» What to produce
With the records below as your source, retype each line exactly from the top down to the line that contains "const BITS: u32 = 32;", and include that line.

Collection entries

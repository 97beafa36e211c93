//! Operand width views.
//!
//! RV64 executes most integer operations in two widths: the full 64-bit
//! register and the low 32-bit word (the `W`-suffixed forms). Word results are
//! always sign-extended from bit 31 back into the 64-bit register. The
//! [`OperandWidth`] trait captures that difference so arithmetic and atomic
//! routines are written once and instantiated for [`Word`] and [`Double`].

use crate::common::MemWidth;

/// A 32-bit or 64-bit view of a register operand.
pub trait OperandWidth {
    /// Number of significant bits.
    const BITS: u32;

    /// Bus width of a memory access at this operand width.
    const MEM: MemWidth;

    /// Mask applied to register-supplied shift amounts.
    const SHAMT_MASK: u32;

    /// Keeps the low `BITS` bits and sign-extends them to 64 bits.
    fn sext(value: u64) -> u64;

    /// Keeps the low `BITS` bits, zero-extended.
    fn zext(value: u64) -> u64;

    /// The low `BITS` bits interpreted as a signed integer.
    #[inline(always)]
    fn signed(value: u64) -> i64 {
        Self::sext(value) as i64
    }
}

/// 32-bit operands (`.w` atomics and `*W` arithmetic).
#[derive(Clone, Copy, Debug)]
pub struct Word;

/// 64-bit operands.
#[derive(Clone, Copy, Debug)]
pub struct Double;

impl OperandWidth for Word {
    const BITS: u32 = 32;
    const MEM: MemWidth = MemWidth::Word;
    const SHAMT_MASK: u32 = 0x1F;

    #[inline(always)]
    fn sext(value: u64) -> u64 {
        value as i32 as i64 as u64
    }

    #[inline(always)]
    fn zext(value: u64) -> u64 {
        value & u64::from(u32::MAX)
    }
}

impl OperandWidth for Double {
    const BITS: u32 = 64;
    const MEM: MemWidth = MemWidth::Double;
    const SHAMT_MASK: u32 = 0x3F;

    #[inline(always)]
    fn sext(value: u64) -> u64 {
        value
    }

    #[inline(always)]
    fn zext(value: u64) -> u64 {
        value
    }
}
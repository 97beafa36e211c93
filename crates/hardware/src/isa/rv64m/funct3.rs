//! `funct3` selectors of the M extension.
//!
//! Valid under `OP_REG` and `OP_REG_32` with `funct7 == M_EXTENSION`. The
//! 32-bit opcode only assigns `MUL` and the four divide/remainder codes.

/// `mul`/`mulw`: low half of the product.
pub const MUL: u32 = 0b000;
/// `mulh`: high half, both operands signed.
pub const MULH: u32 = 0b001;
/// `mulhsu`: high half, `rs1` signed and `rs2` unsigned.
pub const MULHSU: u32 = 0b010;
/// `mulhu`: high half, both operands unsigned.
pub const MULHU: u32 = 0b011;
/// `div`/`divw`
pub const DIV: u32 = 0b100;
/// `divu`/`divuw`
pub const DIVU: u32 = 0b101;
/// `rem`/`remw`
pub const REM: u32 = 0b110;
/// `remu`/`remuw`
pub const REMU: u32 = 0b111;
/// Fetch, dispatch, and PC commit.
pub mod execution;
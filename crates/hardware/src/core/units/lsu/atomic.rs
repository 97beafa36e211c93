//! Atomic memory operation ALU.
//!
//! Implements the read-modify-write arithmetic for RISC-V A-extension
//! atomic memory operations (AMO). Given the current memory value and
//! the register source value, computes the new value to be written back.
//!
//! One generic routine serves both widths. Word operands are compared and
//! combined as 32-bit values; the written-back word is taken from the low
//! 32 bits of the result by the store.

use crate::core::units::alu::OperandWidth;
use crate::isa::rv64a::funct5;

/// Read-modify-write operation of an AMO instruction.
#[derive(Clone, Copy, Debug, PartialEq, Eq)]
pub enum AtomicOp {
    /// `amoswap`: write the register value.
    Swap,
    /// `amoadd`: wrapping addition.
    Add,
    /// `amoxor`: bitwise XOR.
    Xor,
    /// `amoand`: bitwise AND.
    And,
    /// `amoor`: bitwise OR.
    Or,
    /// `amomin`: signed minimum.
    Min,
    /// `amomax`: signed maximum.
    Max,
    /// `amominu`: unsigned minimum.
    Minu,
    /// `amomaxu`: unsigned maximum.
    Maxu,
}

impl AtomicOp {
    /// Maps an AMO `funct5` selector to its operation.
    ///
    /// Returns `None` for LR, SC and unassigned selectors.
    pub const fn from_funct5(f5: u32) -> Option<Self> {
        match f5 {
            funct5::AMOSWAP => Some(Self::Swap),
            funct5::AMOADD => Some(Self::Add),
            funct5::AMOXOR => Some(Self::Xor),
            funct5::AMOAND => Some(Self::And),
            funct5::AMOOR => Some(Self::Or),
            funct5::AMOMIN => Some(Self::Min),
            funct5::AMOMAX => Some(Self::Max),
            funct5::AMOMINU => Some(Self::Minu),
            funct5::AMOMAXU => Some(Self::Maxu),
            _ => None,
        }
    }
}

/// Computes the value an AMO writes back to memory.
///
/// # Arguments
///
/// * `op`      - The atomic operation type
/// * `mem_val` - The current value read from memory
/// * `reg_val` - The value from the source register (`rs2`)
///
/// # Returns
///
/// The new memory value, sign-extended from the operand width.
pub fn atomic_alu<W: OperandWidth>(op: AtomicOp, mem_val: u64, reg_val: u64) -> u64 {
    let (a, b) = (W::signed(mem_val), W::signed(reg_val));
    let (ua, ub) = (W::zext(mem_val), W::zext(reg_val));
    let res = match op {
        AtomicOp::Swap => reg_val,
        AtomicOp::Add => mem_val.wrapping_add(reg_val),
        AtomicOp::Xor => mem_val ^ reg_val,
        AtomicOp::And => mem_val & reg_val,
        AtomicOp::Or => mem_val | reg_val,
        AtomicOp::Min => a.min(b) as u64,
        AtomicOp::Max => a.max(b) as u64,
        AtomicOp::Minu => ua.min(ub),
        AtomicOp::Maxu => ua.max(ub),
    };
    W::sext(res)
}
//! Leaf instruction semantics.
//!
//! Every function here is a [`Handler`]: it receives the CPU and the fetched
//! instruction, performs exactly one state transition, and returns the PC of
//! the next instruction. Sequential instructions return `pc + length`;
//! jumps and taken branches return their target. The dispatcher commits
//! whatever PC the handler returns and never adds the length itself.
//!
//! A handler that returns `Err` must not have changed any architectural
//! state. Handlers therefore compute and validate everything (targets,
//! alignment, bus accesses) before the final register write.

/// Atomic memory operations (LR, SC, AMOs).
pub mod atomic;

/// Upper immediates, jumps, and conditional branches.
pub mod control;

/// Integer register-register and register-immediate operations.
pub mod integer;

/// Loads and stores.
pub mod memory;

/// Multiply and divide (RV64M).
pub mod muldiv;

/// FENCE, FENCE.I, ECALL, EBREAK.
pub mod system;

use crate::common::Trap;
use crate::core::Cpu;
use crate::isa::instruction::Instruction;

/// An instruction implementation: executes `inst` and returns the next PC.
pub type Handler = fn(&mut Cpu, Instruction) -> Result<u64, Trap>;

/// Address of the instruction following `inst`.
#[inline(always)]
pub(crate) const fn next_pc(cpu: &Cpu, inst: Instruction) -> u64 {
    cpu.pc.wrapping_add(inst.length())
}

/// `rd = f(rs1, rs2)`
#[inline(always)]
pub(crate) fn reg_reg(
    cpu: &mut Cpu,
    inst: Instruction,
    f: fn(u64, u64) -> u64,
) -> Result<u64, Trap> {
    let v = f(cpu.regs.read(inst.rs1()), cpu.regs.read(inst.rs2()));
    cpu.regs.write(inst.rd(), v);
    Ok(next_pc(cpu, inst))
}

/// `rd = f(rs1, imm_i)`
#[inline(always)]
pub(crate) fn reg_imm(
    cpu: &mut Cpu,
    inst: Instruction,
    f: fn(u64, u64) -> u64,
) -> Result<u64, Trap> {
    let v = f(cpu.regs.read(inst.rs1()), inst.imm_i() as u64);
    cpu.regs.write(inst.rd(), v);
    Ok(next_pc(cpu, inst))
}

/// `rd = f(rs1, shamt)`
#[inline(always)]
pub(crate) fn reg_shamt(
    cpu: &mut Cpu,
    inst: Instruction,
    f: fn(u64, u64) -> u64,
) -> Result<u64, Trap> {
    let v = f(cpu.regs.read(inst.rs1()), u64::from(inst.shamt()));
    cpu.regs.write(inst.rd(), v);
    Ok(next_pc(cpu, inst))
}
//! Common utilities and types used throughout the emulator.
//!
//! This module provides the building blocks shared by the decoder, the CPU core,
//! and the bus. It includes:
//! 1. **Constants:** Instruction sizes, memory map defaults, and exit conventions.
//! 2. **Memory Access:** Access type and access width definitions for the bus contract.
//! 3. **Error Handling:** The `Trap` fault object and host-side `SimError`.

/// Common constants used throughout the emulator.
pub mod constants;

/// Memory access type and width definitions.
pub mod data;

/// Error types and trap definitions.
pub mod error;

pub use data::{AccessType, MemWidth};
pub use error::{BusFault, SimError, Trap};
//! Device trait for memory-mapped I/O.
//!
//! This module defines the `Device` trait implemented by all bus-attached components. It provides:
//! 1. **Identification:** `name` and `address_range` for bus routing.
//! 2. **Access:** Width-tagged reads and writes at device-relative offsets.
//! 3. **Bulk load:** `write_bytes` for placing images into RAM.
//!
//! Devices are independent types behind one capability interface; the bus
//! keeps a registry of their address windows and never needs to know which
//! concrete device it is talking to.

use crate::common::MemWidth;

/// Trait for memory-mapped devices attached to the system bus.
///
/// Offsets are relative to the device base. The bus only forwards an access
/// when every byte of it lies inside `address_range`, so implementors may
/// assume `offset + width.bytes() <= size`.
pub trait Device: Send {
    /// Returns a short name for this device (e.g., `"UART0"`, `"DRAM"`).
    fn name(&self) -> &str;

    /// Returns `(base_address, size_in_bytes)` for this device's window.
    fn address_range(&self) -> (u64, u64);

    /// Reads `width` bytes (little-endian) at `offset`, zero-extended to 64 bits.
    fn read(&mut self, offset: u64, width: MemWidth) -> u64;

    /// Writes the low `width` bytes of `value` (little-endian) at `offset`.
    fn write(&mut self, offset: u64, value: u64, width: MemWidth);

    /// Writes a contiguous byte slice at the given offset (default: byte-by-byte).
    fn write_bytes(&mut self, offset: u64, data: &[u8]) {
        for (i, byte) in data.iter().enumerate() {
            self.write(offset + i as u64, u64::from(*byte), MemWidth::Byte);
        }
    }
}
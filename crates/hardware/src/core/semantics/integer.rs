//! Integer computational instructions (RV64I).
//!
//! Each handler names the ALU routine it applies; `W` forms reuse the same
//! routine instantiated at [`Word`] width, which sign-extends the 32-bit
//! result into the destination.

use super::{reg_imm, reg_reg, reg_shamt};
use crate::common::Trap;
use crate::core::Cpu;
use crate::core::units::alu::{Double, Word, arithmetic, logic, shifts};
use crate::isa::instruction::Instruction;

/// `addi rd, rs1, imm`
pub fn addi(cpu: &mut Cpu, inst: Instruction) -> Result<u64, Trap> {
    reg_imm(cpu, inst, arithmetic::add::<Double>)
}

/// `slti rd, rs1, imm`
pub fn slti(cpu: &mut Cpu, inst: Instruction) -> Result<u64, Trap> {
    reg_imm(cpu, inst, logic::slt)
}

/// `sltiu rd, rs1, imm`. The immediate is sign-extended, then compared unsigned.
pub fn sltiu(cpu: &mut Cpu, inst: Instruction) -> Result<u64, Trap> {
    reg_imm(cpu, inst, logic::sltu)
}

/// `xori rd, rs1, imm`
pub fn xori(cpu: &mut Cpu, inst: Instruction) -> Result<u64, Trap> {
    reg_imm(cpu, inst, logic::xor)
}

/// `ori rd, rs1, imm`
pub fn ori(cpu: &mut Cpu, inst: Instruction) -> Result<u64, Trap> {
    reg_imm(cpu, inst, logic::or)
}

/// `andi rd, rs1, imm`
pub fn andi(cpu: &mut Cpu, inst: Instruction) -> Result<u64, Trap> {
    reg_imm(cpu, inst, logic::and)
}

/// `slli rd, rs1, shamt`
pub fn slli(cpu: &mut Cpu, inst: Instruction) -> Result<u64, Trap> {
    reg_shamt(cpu, inst, shifts::sll::<Double>)
}

/// `srli rd, rs1, shamt`
pub fn srli(cpu: &mut Cpu, inst: Instruction) -> Result<u64, Trap> {
    reg_shamt(cpu, inst, shifts::srl::<Double>)
}

/// `srai rd, rs1, shamt`
pub fn srai(cpu: &mut Cpu, inst: Instruction) -> Result<u64, Trap> {
    reg_shamt(cpu, inst, shifts::sra::<Double>)
}

/// `add rd, rs1, rs2`
pub fn add(cpu: &mut Cpu, inst: Instruction) -> Result<u64, Trap> {
    reg_reg(cpu, inst, arithmetic::add::<Double>)
}

/// `sub rd, rs1, rs2`
pub fn sub(cpu: &mut Cpu, inst: Instruction) -> Result<u64, Trap> {
    reg_reg(cpu, inst, arithmetic::sub::<Double>)
}

/// `sll rd, rs1, rs2`
pub fn sll(cpu: &mut Cpu, inst: Instruction) -> Result<u64, Trap> {
    reg_reg(cpu, inst, shifts::sll::<Double>)
}

/// `slt rd, rs1, rs2`
pub fn slt(cpu: &mut Cpu, inst: Instruction) -> Result<u64, Trap> {
    reg_reg(cpu, inst, logic::slt)
}

/// `sltu rd, rs1, rs2`
pub fn sltu(cpu: &mut Cpu, inst: Instruction) -> Result<u64, Trap> {
    reg_reg(cpu, inst, logic::sltu)
}

/// `xor rd, rs1, rs2`
pub fn xor(cpu: &mut Cpu, inst: Instruction) -> Result<u64, Trap> {
    reg_reg(cpu, inst, logic::xor)
}

/// `srl rd, rs1, rs2`
pub fn srl(cpu: &mut Cpu, inst: Instruction) -> Result<u64, Trap> {
    reg_reg(cpu, inst, shifts::srl::<Double>)
}

/// `sra rd, rs1, rs2`
pub fn sra(cpu: &mut Cpu, inst: Instruction) -> Result<u64, Trap> {
    reg_reg(cpu, inst, shifts::sra::<Double>)
}

/// `or rd, rs1, rs2`
pub fn or(cpu: &mut Cpu, inst: Instruction) -> Result<u64, Trap> {
    reg_reg(cpu, inst, logic::or)
}

/// `and rd, rs1, rs2`
pub fn and(cpu: &mut Cpu, inst: Instruction) -> Result<u64, Trap> {
    reg_reg(cpu, inst, logic::and)
}

/// `addiw rd, rs1, imm`
pub fn addiw(cpu: &mut Cpu, inst: Instruction) -> Result<u64, Trap> {
    reg_imm(cpu, inst, arithmetic::add::<Word>)
}

/// `slliw rd, rs1, shamt`
pub fn slliw(cpu: &mut Cpu, inst: Instruction) -> Result<u64, Trap> {
    reg_shamt(cpu, inst, shifts::sll::<Word>)
}

/// `srliw rd, rs1, shamt`
pub fn srliw(cpu: &mut Cpu, inst: Instruction) -> Result<u64, Trap> {
    reg_shamt(cpu, inst, shifts::srl::<Word>)
}

/// `sraiw rd, rs1, shamt`
pub fn sraiw(cpu: &mut Cpu, inst: Instruction) -> Result<u64, Trap> {
    reg_shamt(cpu, inst, shifts::sra::<Word>)
}

/// `addw rd, rs1, rs2`
pub fn addw(cpu: &mut Cpu, inst: Instruction) -> Result<u64, Trap> {
    reg_reg(cpu, inst, arithmetic::add::<Word>)
}

/// `subw rd, rs1, rs2`
pub fn subw(cpu: &mut Cpu, inst: Instruction) -> Result<u64, Trap> {
    reg_reg(cpu, inst, arithmetic::sub::<Word>)
}

/// `sllw rd, rs1, rs2`
pub fn sllw(cpu: &mut Cpu, inst: Instruction) -> Result<u64, Trap> {
    reg_reg(cpu, inst, shifts::sll::<Word>)
}

/// `srlw rd, rs1, rs2`
pub fn srlw(cpu: &mut Cpu, inst: Instruction) -> Result<u64, Trap> {
    reg_reg(cpu, inst, shifts::srl::<Word>)
}

/// `sraw rd, rs1, rs2`
pub fn sraw(cpu: &mut Cpu, inst: Instruction) -> Result<u64, Trap> {
    reg_reg(cpu, inst, shifts::sra::<Word>)
}
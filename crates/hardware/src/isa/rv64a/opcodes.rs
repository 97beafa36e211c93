//! RISC-V Atomic Extension (A) Opcodes.

/// Atomic Memory Operation opcode (0b0101111).
/// Used for all AMO instructions (LR, SC, AMOADD, etc.).
pub const OP_AMO: u32 = 0b0101111;

/// Bit of funct7 holding the acquire ordering flag.
pub const AQ_BIT: u32 = 1 << 1;

/// Bit of funct7 holding the release ordering flag.
pub const RL_BIT: u32 = 1 << 0;
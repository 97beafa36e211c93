//! Simulation utilities and program loading.
//!
//! Provides the image loader and the [`Simulator`] run loop built on top of
//! [`Cpu::step`](crate::core::Cpu::step).

/// ELF and flat-binary image loading.
pub mod loader;

/// CPU ownership and the run loop.
pub mod simulator;

pub use simulator::{RunOutcome, Simulator};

» Written answer
repository 97beafa36e211c93
//! Operand width views.
//!
//! RV64 executes most integer operations in two widths: the full 64-bit
//! register and the low 32-bit word (the `W`-suffixed forms). Word results are
//! always sign-extended from bit 31 back into the 64-bit register. The
//! [`OperandWidth`] trait captures that difference so arithmetic and atomic
//! routines are written once and instantiated for [`Word`] and [`Double`].

use crate::common::MemWidth;

/// A 32-bit or 64-bit view of a register operand.
pub trait OperandWidth {
    /// Number of significant bits.
    const BITS: u32;

    /// Bus width of a memory access at this operand width.
    const MEM: MemWidth;

    /// Mask applied to register-supplied shift amounts.
    const SHAMT_MASK: u32;

    /// Keeps the low `BITS` bits and sign-extends them to 64 bits.
    fn sext(value: u64) -> u64;

    /// Keeps the low `BITS` bits, zero-extended.
    fn zext(value: u64) -> u64;

    /// The low `BITS` bits interpreted as a signed integer.
    #[inline(always)]
    fn signed(value: u64) -> i64 {
        Self::sext(value) as i64
    }
}

/// 32-bit operands (`.w` atomics and `*W` arithmetic).
#[derive(Clone, Copy, Debug)]
pub struct Word;

/// 64-bit operands.
#[derive(Clone, Copy, Debug)]
pub struct Double;

impl OperandWidth for Word {
    const BITS: u32 = 32;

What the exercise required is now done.